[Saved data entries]
[Start of section]
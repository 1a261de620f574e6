//! Catalog page product extractor
//!
//! Reads a saved HTML catalog page and writes its products as JSON:
//! - CSS selectors locate product names, prices and codes
//! - Prices are reduced to the amount following `=`
//! - Fields are paired by document order, or per product card
//! - Every product gets a random v4 UUID

pub mod catalog;
pub mod config;
pub mod error;
pub mod extractors;
pub mod output;
pub mod pipeline;

pub use catalog::Product;
pub use config::{AlignmentMode, CatalogConfig, PricePolicy, SelectorConfig};
pub use error::{CatalogError, PriceLocation, Result};
pub use pipeline::{render, run, RunSummary};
[End of section]
WHAT NEEDS TO BE DONE
Lines from the one containing "pub use catalog::Product;" through the last line of the data above are the only output wanted; restate them exactly.

COMPLETED EXERCISE
pub use catalog::Product;
pub use config::{AlignmentMode, CatalogConfig, PricePolicy, SelectorConfig};
pub use error::{CatalogError, PriceLocation, Result};
pub use pipeline::{render, run, RunSummary};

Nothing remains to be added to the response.